Records from a data collection:
◇ ◇ ◇ ◇ ◇

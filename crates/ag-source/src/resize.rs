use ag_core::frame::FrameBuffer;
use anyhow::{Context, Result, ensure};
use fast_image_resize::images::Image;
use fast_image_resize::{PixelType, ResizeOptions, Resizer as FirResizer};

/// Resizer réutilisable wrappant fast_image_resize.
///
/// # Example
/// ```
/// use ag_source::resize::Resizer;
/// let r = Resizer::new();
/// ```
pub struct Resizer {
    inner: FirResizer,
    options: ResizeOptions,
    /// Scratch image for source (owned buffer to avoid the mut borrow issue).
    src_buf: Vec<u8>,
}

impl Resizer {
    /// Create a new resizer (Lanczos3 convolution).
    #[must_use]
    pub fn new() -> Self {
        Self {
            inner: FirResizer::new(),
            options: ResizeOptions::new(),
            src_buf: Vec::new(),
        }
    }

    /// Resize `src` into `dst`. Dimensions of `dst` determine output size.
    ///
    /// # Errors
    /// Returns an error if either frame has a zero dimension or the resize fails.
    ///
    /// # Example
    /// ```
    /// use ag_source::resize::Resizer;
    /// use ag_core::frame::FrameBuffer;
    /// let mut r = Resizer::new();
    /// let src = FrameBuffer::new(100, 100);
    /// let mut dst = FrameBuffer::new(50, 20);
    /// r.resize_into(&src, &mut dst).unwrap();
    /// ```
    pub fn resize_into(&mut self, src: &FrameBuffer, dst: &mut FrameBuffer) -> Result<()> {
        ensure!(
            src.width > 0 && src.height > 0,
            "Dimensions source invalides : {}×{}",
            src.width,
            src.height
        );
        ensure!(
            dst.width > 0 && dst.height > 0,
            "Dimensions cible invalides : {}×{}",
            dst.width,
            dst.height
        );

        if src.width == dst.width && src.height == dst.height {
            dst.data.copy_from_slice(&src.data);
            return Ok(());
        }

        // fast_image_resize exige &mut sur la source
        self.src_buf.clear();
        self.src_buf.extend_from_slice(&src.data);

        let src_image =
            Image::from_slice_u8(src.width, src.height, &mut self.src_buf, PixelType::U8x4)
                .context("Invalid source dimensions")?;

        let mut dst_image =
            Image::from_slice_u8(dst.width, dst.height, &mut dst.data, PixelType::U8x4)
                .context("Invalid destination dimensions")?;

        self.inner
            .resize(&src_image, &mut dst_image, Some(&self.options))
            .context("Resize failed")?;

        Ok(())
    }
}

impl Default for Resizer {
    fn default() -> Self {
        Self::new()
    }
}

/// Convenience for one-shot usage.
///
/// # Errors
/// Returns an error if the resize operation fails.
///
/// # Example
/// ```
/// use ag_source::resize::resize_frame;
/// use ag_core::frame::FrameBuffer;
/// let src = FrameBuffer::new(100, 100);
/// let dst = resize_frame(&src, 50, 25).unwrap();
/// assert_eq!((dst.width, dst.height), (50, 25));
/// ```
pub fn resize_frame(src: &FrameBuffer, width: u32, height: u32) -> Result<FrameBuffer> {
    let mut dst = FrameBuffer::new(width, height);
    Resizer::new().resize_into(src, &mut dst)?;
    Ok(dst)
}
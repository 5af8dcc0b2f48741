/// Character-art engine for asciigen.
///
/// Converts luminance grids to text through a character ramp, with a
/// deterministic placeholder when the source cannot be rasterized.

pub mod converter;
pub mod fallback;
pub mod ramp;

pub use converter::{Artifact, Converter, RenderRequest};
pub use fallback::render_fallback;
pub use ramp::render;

◇ ◇ ◇ ◇ ◇

EXERCISE BRIEF:
Across the records above, return every line that contains the word "inner".

RESPONSE TO THIS TASK:
    inner: FirResizer,
            inner: FirResizer::new(),
        self.inner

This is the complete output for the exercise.